UFW sits on top of iptables, Linux’s native packet filtering framework, and provides a straightforward command-line interface for defining which network traffic is allowed or blocked. On a production server, UFW is typically one of the first things configured after provisioning, closing all ports by default, and opening only what is explicitly needed. For a web server, this usually means SSH (port 22), HTTP (port 80), and HTTPS (port 443), with everything else dropped. UFW also supports application profiles, rate limiting, and IPv6 out of the box.

Deep technical explanation

Default deny policy: UFW’s most important setting is its default policy: deny all incoming, allow all outgoing. This means any port not explicitly opened is automatically blocked, without needing a rule for every possible port number.

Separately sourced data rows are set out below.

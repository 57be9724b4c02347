use std::sync::LazyLock;

use regex::Regex;

/// Ad-tag scripts, tracker calls and trailing boilerplate left in the
/// article bodies of Indonesian news portals. Applied in this order.
pub const MEDIA_NOISE_PATTERNS: &[&str] = &[
    r"let gptinline.*?passback",
    r"window\.googletag.*?enableservices",
    r"gptinline",
    r"googletag",
    r"pubads",
    r"defineslot",
    r"enableservices",
    r"collapseemptydivs",
    r"cmdpushfunction",
    r"tirtodesktopinline",
    // "baca juga" / "tangkap layar" and friends swallow the rest of the text
    r"baca juga.*",
    r"advertisement.*",
    r"video bagi tampil.*",
    r"tangkap layar.*",
];

static NOISE_RES: LazyLock<Vec<Regex>> = LazyLock::new(|| {
    MEDIA_NOISE_PATTERNS
        .iter()
        .map(|p| Regex::new(&format!("(?is){}", p)).unwrap())
        .collect()
});

/// Blank out every noise pattern match in a lowercased copy of `text`.
pub fn strip_noise(text: &str) -> String {
    let mut out = text.to_lowercase();
    for re in NOISE_RES.iter() {
        out = re.replace_all(&out, " ").into_owned();
    }
    out
}

#[cfg(test)]
mod tests {
    use super::*;

    #[test]
    fn every_pattern_compiles() {
        assert_eq!(NOISE_RES.len(), MEDIA_NOISE_PATTERNS.len());
    }

    #[test]
    fn ad_script_removed() {
        let raw = "Polisi menangkap pelaku. let gptInline = x;\n googletag.display(); passback lalu diperiksa.";
        let out = strip_noise(raw);
        assert!(!out.contains("gptinline"));
        assert!(!out.contains("passback"));
        assert!(out.starts_with("polisi menangkap pelaku."));
        assert!(out.ends_with("lalu diperiksa."));
    }

    #[test]
    fn trailing_boilerplate_cut_to_end() {
        let out = strip_noise("Isi berita utama.\nBaca Juga: Berita lain\nparagraf terakhir");
        assert_eq!(out.trim(), "isi berita utama.");
    }

    #[test]
    fn tracker_calls_blanked() {
        let out = strip_noise("window.googletag.cmd.push(function() { pubads().enableServices(); }) teks");
        assert!(!out.contains("googletag"));
        assert!(!out.contains("pubads"));
        assert!(out.trim_end().ends_with("}) teks"));
    }

    #[test]
    fn clean_text_unchanged_apart_from_case() {
        assert_eq!(strip_noise("Vaksin Aman Digunakan"), "vaksin aman digunakan");
    }
}
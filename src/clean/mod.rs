pub mod noise;
pub mod quality;
pub mod text;
pub mod title;
pub mod tokens;

pub use quality::is_weird;
pub use text::clean_text;
pub use title::clean_title;
pub use tokens::Cleaner;

impl Cleaner<'_> {
    /// Two-pass body pipeline: text cleaning → tokens/stopwords/stems.
    pub fn clean_body(&self, raw: &str) -> String {
        self.normalize_text(&clean_text(raw))
    }
}
use std::collections::HashSet;
use std::sync::LazyLock;

use stop_words::LANGUAGE;

/// Negations flip the polarity of a claim; they stay in the text even
/// though the Indonesian corpus lists them.
pub const NEGATION_WORDS: &[&str] = &["tidak", "bukan", "belum", "tanpa"];

/// Indonesian function words (Sastrawi's stopword list).
pub const INDONESIAN_STOPWORDS: &[&str] = &[
    "yang", "untuk", "pada", "ke", "para", "namun", "menurut", "antara", "dia", "dua",
    "ia", "seperti", "jika", "sehingga", "kembali", "dan", "tidak", "ini", "karena",
    "kepada", "oleh", "saat", "harus", "sementara", "setelah", "belum", "kami",
    "sekitar", "bagi", "serta", "di", "dari", "telah", "sebagai", "masih", "hal",
    "ketika", "adalah", "itu", "dalam", "bisa", "bahwa", "atau", "hanya", "kita",
    "dengan", "akan", "juga", "ada", "mereka", "sudah", "saya", "terhadap", "secara",
    "agar", "lain", "anda", "begitu", "mengapa", "kenapa", "yaitu", "yakni", "daripada",
    "itulah", "lagi", "maka", "tentang", "demi", "dimana", "kemana", "pula", "sambil",
    "sebelum", "sesudah", "supaya", "guna", "kah", "pun", "sampai", "sedangkan",
    "selagi", "tetapi", "apakah", "kecuali", "sebab", "selain", "seolah", "seraya",
    "seterusnya", "tanpa", "agak", "boleh", "dapat", "dsb", "dst", "dll", "dahulu",
    "dulunya", "anu", "demikian", "tapi", "ingin", "nggak", "mari", "nanti",
    "melainkan", "oh", "ok", "seharusnya", "sebetulnya", "setiap", "setidaknya",
    "sesuatu", "pasti", "saja", "toh", "ya", "walau", "tolong", "tentu", "amat",
    "apalagi", "bagaimanapun",
];

static LEXICON: LazyLock<Lexicon> = LazyLock::new(Lexicon::load);

/// Stopword sets for both corpus languages plus the negation exceptions.
#[derive(Debug, Clone)]
pub struct Lexicon {
    indonesian: HashSet<String>,
    english: HashSet<String>,
    stopwords: HashSet<String>,
}

impl Lexicon {
    /// Process-wide lexicon, built on first use.
    pub fn global() -> &'static Lexicon {
        &LEXICON
    }

    fn load() -> Self {
        // NLTK list (crate feature `nltk`)
        let english = stop_words::get(LANGUAGE::English);
        let lexicon = Self::from_words(INDONESIAN_STOPWORDS, english);
        tracing::debug!(
            indonesian = lexicon.indonesian.len(),
            english = lexicon.english.len(),
            effective = lexicon.stopwords.len(),
            "lexicon loaded"
        );
        lexicon
    }

    pub fn from_words<I, E, S, T>(indonesian: I, english: E) -> Self
    where
        I: IntoIterator<Item = S>,
        E: IntoIterator<Item = T>,
        S: AsRef<str>,
        T: AsRef<str>,
    {
        let indonesian: HashSet<String> = indonesian
            .into_iter()
            .map(|w| w.as_ref().trim().to_lowercase())
            .filter(|w| !w.is_empty())
            .collect();
        let english: HashSet<String> = english
            .into_iter()
            .map(|w| w.as_ref().trim().to_lowercase())
            .filter(|w| !w.is_empty())
            .collect();
        let stopwords = build_stopwords(&indonesian, &english);
        Lexicon {
            indonesian,
            english,
            stopwords,
        }
    }

    /// Effective stopword test: negations never match.
    pub fn is_stopword(&self, word: &str) -> bool {
        self.stopwords.contains(word)
    }

    /// Membership in either raw corpus, negations included.
    /// The stuck-word splitter anchors on these.
    pub fn in_corpus(&self, word: &str) -> bool {
        self.indonesian.contains(word) || self.english.contains(word)
    }
}

/// `(indonesian ∪ english) − negations`.
pub fn build_stopwords(indonesian: &HashSet<String>, english: &HashSet<String>) -> HashSet<String> {
    indonesian
        .union(english)
        .filter(|w| !NEGATION_WORDS.contains(&w.as_str()))
        .cloned()
        .collect()
}

#[cfg(test)]
mod tests {
    use super::*;

    #[test]
    fn negations_survive_union() {
        let lex = Lexicon::from_words(["yang", "tidak", "bukan"], ["the", "tanpa"]);
        assert!(lex.is_stopword("yang"));
        assert!(lex.is_stopword("the"));
        for neg in NEGATION_WORDS {
            assert!(!lex.is_stopword(neg), "{} must not be a stopword", neg);
        }
        assert!(lex.in_corpus("tidak"));
        assert!(lex.in_corpus("tanpa"));
        assert_eq!(lex.stopwords.len(), 2);
    }

    #[test]
    fn global_lexicon_has_both_languages() {
        let lex = Lexicon::global();
        assert!(lex.is_stopword("yang"));
        assert!(lex.is_stopword("the"));
        assert!(!lex.is_stopword("tidak"));
        assert!(!lex.is_stopword("belum"));
    }

    #[test]
    fn global_corpus_has_no_stray_letters() {
        let lex = Lexicon::global();
        for letter in ["b", "k", "p", "e", "n"] {
            assert!(!lex.in_corpus(letter), "{} should not be in the corpus", letter);
        }
        assert!(lex.in_corpus("ke"));
        assert!(lex.in_corpus("bagi"));
        assert!(lex.english.len() < 200);
        assert!(lex.indonesian.len() < 200);
    }

    #[test]
    fn words_are_normalized() {
        let lex = Lexicon::from_words([" Dan ", ""], Vec::<String>::new());
        assert!(lex.is_stopword("dan"));
        assert_eq!(lex.stopwords.len(), 1);
    }
}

Rule ordering: UFW processes rules in order. The first matching rule wins. When troubleshooting unexpected behaviour, reviewing the rule order with ufw status numbered is the starting point.

Application profiles: UFW ships with profiles for common services (OpenSSH, Nginx, Apache). These profiles define the ports associated with each service by name, so you can write ufw allow Nginx Full instead of ufw allow 80 and ufw allow 443 separately.

Rate limiting: UFW supports basic rate limiting with ufw limit ssh, which blocks IP addresses that attempt more than 6 connections in 30 seconds. This provides lightweight brute-force protection without a separate tool.

Relation to iptables and nftables: UFW generates iptables rules under the hood. On Ubuntu 22.04 and later, iptables itself is a compatibility layer over nftables. UFW abstracts all of this, so the same UFW commands work regardless of which backend is active.

Logging: UFW can log blocked and allowed connections at varying verbosity levels. These logs are written to /var/log/ufw.log and are useful for diagnosing blocked traffic or detecting port scanning activity.

Practical examples

  • A freshly provisioned EC2 instance has UFW enabled with only ports 22, 80, and 443 open before any application is installed
  • Port 22 is restricted to a specific IP range corresponding to the VPN subnet, so SSH is unreachable from the public internet
  • Rate limiting on SSH blocks an automated brute-force attempt after six failed connection attempts

Why it matters

A server without a firewall is exposed to every port scanner, brute-force bot, and exploit attempt on the internet from the moment it boots. UFW Ubuntu Firewall is the baseline control that defines the server’s network surface and should be configured before anything else is installed or exposed.